La Jalousie (Robbe-Grillet)

La Jalousie
Image illustrative de l’article La Jalousie (Robbe-Grillet)
La maison du narrateur se trouve dans une plantation de bananiers

Auteur Alain Robbe-Grillet
Pays Drapeau de la France France
Genre Roman
Éditeur éditions de Minuit
Collection Minuit
Date de parution
Nombre de pages 218

La Jalousie est le quatrième roman d'Alain Robbe-Grillet, publié en 1957 aux Éditions de Minuit. Il bénéficia d'emblée d'un accueil favorable, contrairement à ses œuvres précédentes, qui appartenaient toutes aussi au mouvement du Nouveau roman. Il sera traduit en 30 langues[1].

Le schéma du livre pourrait être celui, classique, du triangle amoureux : une femme, A…, un homme, Franck, qui pourrait être son amant, et un narrateur omniprésent et à la fois inexistant, apparemment objectif et comme dépourvu d'affects, dont l'absence est perpétuellement présente dans toutes les scènes du livre. Ce narrateur qu'on peut, au vu du titre, imaginer être le mari, détaille de façon scrupuleuse et obsessionnelle, en empruntant à la langue de la géométrie et de la physique, les gestes et échanges des deux personnages ainsi que leur environnement, une maison coloniale sur une plantation de bananiers.
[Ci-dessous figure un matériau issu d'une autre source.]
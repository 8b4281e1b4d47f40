//! Schema builder: create, alter and inspect tables.
//!
//! ```rust
//! use quarry_query::connection::{testing::RecordingDriver, Connection};
//!
//! let driver = RecordingDriver::new();
//! let log = driver.log();
//! let conn = Connection::new("test", driver);
//!
//! conn.schema_builder()
//!     .create("users", |table| {
//!         table.id();
//!         table.string("email").unique();
//!         table.timestamps();
//!     })
//!     .unwrap();
//!
//! assert_eq!(log.len(), 1);
//! assert!(log.statements()[0].starts_with(r#"CREATE TABLE "users""#));
//! ```

mod blueprint;
mod grammar;

pub use blueprint::{
    Blueprint, ColumnDefault, ColumnDefinition, ColumnType, Command, ForeignKeyDefinition,
    IndexDefinition,
};
pub use grammar::{SchemaGrammar, SqliteSchemaGrammar};

use std::cell::RefCell;

use tracing::debug;

use crate::connection::Connection;
use crate::error::QueryResult;
use crate::value::Value;

/// Runs blueprints against a connection.
///
/// A pretending builder records the DDL it would run instead of running it;
/// inspection queries such as [`SchemaBuilder::has_table`] still execute.
#[derive(Debug)]
pub struct SchemaBuilder<'c> {
    connection: &'c Connection,
    pretending: bool,
    pretended: RefCell<Vec<String>>,
}

impl<'c> SchemaBuilder<'c> {
    /// A builder on `connection`.
    pub fn new(connection: &'c Connection) -> Self {
        Self {
            connection,
            pretending: false,
            pretended: RefCell::new(Vec::new()),
        }
    }

    /// A builder that records DDL instead of executing it.
    pub fn pretending(connection: &'c Connection) -> Self {
        Self {
            pretending: true,
            ..Self::new(connection)
        }
    }

    /// The connection.
    pub fn connection(&self) -> &'c Connection {
        self.connection
    }

    /// Whether DDL is recorded instead of executed.
    pub fn is_pretending(&self) -> bool {
        self.pretending
    }

    /// Take the statements recorded while pretending.
    pub fn take_pretended(&self) -> Vec<String> {
        std::mem::take(&mut *self.pretended.borrow_mut())
    }

    fn grammar(&self) -> &'c dyn SchemaGrammar {
        self.connection.schema_grammar()
    }

    /// Compile and run a blueprint.
    pub fn build(&self, blueprint: &Blueprint) -> QueryResult<()> {
        let statements = blueprint.to_sql(self.grammar())?;
        debug!(table = %blueprint.table(), statements = statements.len(), "schema build");
        for sql in statements {
            self.run(&sql)?;
        }
        Ok(())
    }

    fn run(&self, sql: &str) -> QueryResult<()> {
        if self.pretending {
            self.pretended.borrow_mut().push(sql.to_string());
            return Ok(());
        }
        self.connection.statement(sql, &[])?;
        Ok(())
    }

    /// Create `table`.
    pub fn create(&self, table: impl Into<String>, f: impl FnOnce(&mut Blueprint)) -> QueryResult<()> {
        let mut blueprint = Blueprint::create(table);
        f(&mut blueprint);
        self.build(&blueprint)
    }

    /// Alter `table`.
    pub fn table(&self, table: impl Into<String>, f: impl FnOnce(&mut Blueprint)) -> QueryResult<()> {
        let mut blueprint = Blueprint::alter(table);
        f(&mut blueprint);
        self.build(&blueprint)
    }

    /// Drop `table`.
    pub fn drop(&self, table: impl Into<String>) -> QueryResult<()> {
        let mut blueprint = Blueprint::alter(table);
        blueprint.drop();
        self.build(&blueprint)
    }

    /// Drop `table` if it exists.
    pub fn drop_if_exists(&self, table: impl Into<String>) -> QueryResult<()> {
        let mut blueprint = Blueprint::alter(table);
        blueprint.drop_if_exists();
        self.build(&blueprint)
    }

    /// Rename `from` to `to`.
    pub fn rename(&self, from: impl Into<String>, to: impl Into<String>) -> QueryResult<()> {
        let mut blueprint = Blueprint::alter(from);
        blueprint.rename(to);
        self.build(&blueprint)
    }

    /// Whether `table` exists.
    pub fn has_table(&self, table: &str) -> QueryResult<bool> {
        let sql = self.grammar().compile_table_exists();
        Ok(!self.connection.select(&sql, &[Value::from(table)])?.is_empty())
    }

    /// Whether `table` has `column` (case-insensitive).
    pub fn has_column(&self, table: &str, column: &str) -> QueryResult<bool> {
        Ok(self
            .get_column_listing(table)?
            .iter()
            .any(|c| c.eq_ignore_ascii_case(column)))
    }

    /// Whether `table` has every column in `columns`.
    pub fn has_columns(&self, table: &str, columns: &[&str]) -> QueryResult<bool> {
        let listing = self.get_column_listing(table)?;
        Ok(columns
            .iter()
            .all(|wanted| listing.iter().any(|c| c.eq_ignore_ascii_case(wanted))))
    }

    /// Column names of `table`, in table order.
    pub fn get_column_listing(&self, table: &str) -> QueryResult<Vec<String>> {
        let sql = self.grammar().compile_column_listing(table);
        let rows = self.connection.select(&sql, &[])?;
        Ok(self.connection.processor().process_column_listing(rows))
    }

    /// Names of all user tables.
    pub fn get_tables(&self) -> QueryResult<Vec<String>> {
        let sql = self.grammar().compile_tables();
        let rows = self.connection.select(&sql, &[])?;
        Ok(self.connection.processor().process_column_listing(rows))
    }

    /// Drop every user table, with foreign key checks off.
    pub fn drop_all_tables(&self) -> QueryResult<()> {
        let tables = self.get_tables()?;
        self.disable_foreign_key_constraints()?;
        for table in &tables {
            self.drop_if_exists(table.as_str())?;
        }
        self.enable_foreign_key_constraints()?;
        debug!(tables = tables.len(), "dropped all tables");
        Ok(())
    }

    /// Turn foreign key enforcement on.
    pub fn enable_foreign_key_constraints(&self) -> QueryResult<()> {
        let sql = self.grammar().compile_enable_foreign_key_constraints();
        self.run(&sql)
    }

    /// Turn foreign key enforcement off.
    pub fn disable_foreign_key_constraints(&self) -> QueryResult<()> {
        let sql = self.grammar().compile_disable_foreign_key_constraints();
        self.run(&sql)
    }

    /// Run `f` with foreign key enforcement off.
    pub fn without_foreign_key_constraints<T>(&self, f: impl FnOnce(&Self) -> QueryResult<T>) -> QueryResult<T> {
        self.disable_foreign_key_constraints()?;
        let result = f(self);
        self.enable_foreign_key_constraints()?;
        result
    }
}

#[cfg(test)]
mod tests {
    use super::*;
    use crate::connection::testing::RecordingDriver;
    use crate::row;
    use pretty_assertions::assert_eq;

    #[test]
    fn test_has_table_binds_name() {
        let driver = RecordingDriver::new().with_rows(vec![row! { "name" => "users" }]);
        let log = driver.log();
        let conn = Connection::new("test", driver);

        assert!(conn.schema_builder().has_table("users").unwrap());
        assert_eq!(
            log.entries(),
            vec![(
                "SELECT name FROM sqlite_master WHERE type = 'table' AND name = ?".to_string(),
                vec![Value::from("users")],
            )]
        );
    }

    #[test]
    fn test_column_listing() {
        let driver = RecordingDriver::new().with_rows(vec![
            row! { "cid" => 0, "name" => "id" },
            row! { "cid" => 1, "name" => "Email" },
        ]);
        let conn = Connection::new("test", driver);
        let schema = conn.schema_builder();

        assert_eq!(schema.get_column_listing("users").unwrap(), vec!["id", "Email"]);
        assert!(schema.has_column("users", "email").unwrap());
        assert!(!schema.has_columns("users", &["id", "name"]).unwrap());
    }

    #[test]
    fn test_pretending_records_instead_of_running() {
        let driver = RecordingDriver::new();
        let log = driver.log();
        let conn = Connection::new("test", driver);

        let schema = SchemaBuilder::pretending(&conn);
        schema.create("flags", |t| {
            t.increments("id");
            t.string("name");
        })
        .unwrap();
        schema.drop("legacy").unwrap();

        assert!(log.is_empty());
        assert_eq!(
            schema.take_pretended(),
            vec![
                r#"CREATE TABLE "flags" ("id" INTEGER PRIMARY KEY AUTOINCREMENT NOT NULL, "name" VARCHAR NOT NULL)"#,
                r#"DROP TABLE "legacy""#,
            ]
        );
    }

    #[test]
    fn test_drop_all_tables_toggles_foreign_keys() {
        let driver = RecordingDriver::new()
            .queue_rows(vec![row! { "name" => "posts" }, row! { "name" => "users" }]);
        let log = driver.log();
        let conn = Connection::new("test", driver);

        conn.schema_builder().drop_all_tables().unwrap();
        let statements = log.statements();
        assert_eq!(
            statements[1..],
            [
                "PRAGMA foreign_keys = OFF",
                r#"DROP TABLE IF EXISTS "posts""#,
                r#"DROP TABLE IF EXISTS "users""#,
                "PRAGMA foreign_keys = ON",
            ]
        );
    }
}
Le récit, divisé en neuf sections non numérotées, n'est pas chronologique mais fonctionne sur le mode de la reprise, conformément à cette évocation à signification manifestement méta-poétique d'un « air indigène » qu'on trouve au centre du livre :

« Sans doute est-ce toujours le même poème qui se continue. Si parfois les thèmes s'estompent, c'est pour revenir un peu plus tard, affermis, à peu de chose près identiques. Cependant ces répétitions, ces infimes variantes, ces coupures, ces retours en arrière, peuvent donner lieu à des modifications - bien qu'à peine sensibles - entraînant à la longue fort loin du point de départ. »

— (p.101)

Le titre

Fenêtres à jalousie.

Jalousie fait référence à la fois au sentiment qu'éprouve le narrateur pour sa femme A… et au volet à travers lequel il l'épie. L'auteur joue avec les deux sens du mot : la jalousie est une passion pour qui rien jamais ne s’efface : chaque vision, même la plus innocente, y demeure inscrite une fois pour toutes tandis que la jalousie est une sorte de contrevent qui permet de regarder au dehors et, pour certaines inclinaisons, du dehors vers l’intérieur ; mais, lorsque les lames sont closes, on ne voit plus rien, dans aucun sens.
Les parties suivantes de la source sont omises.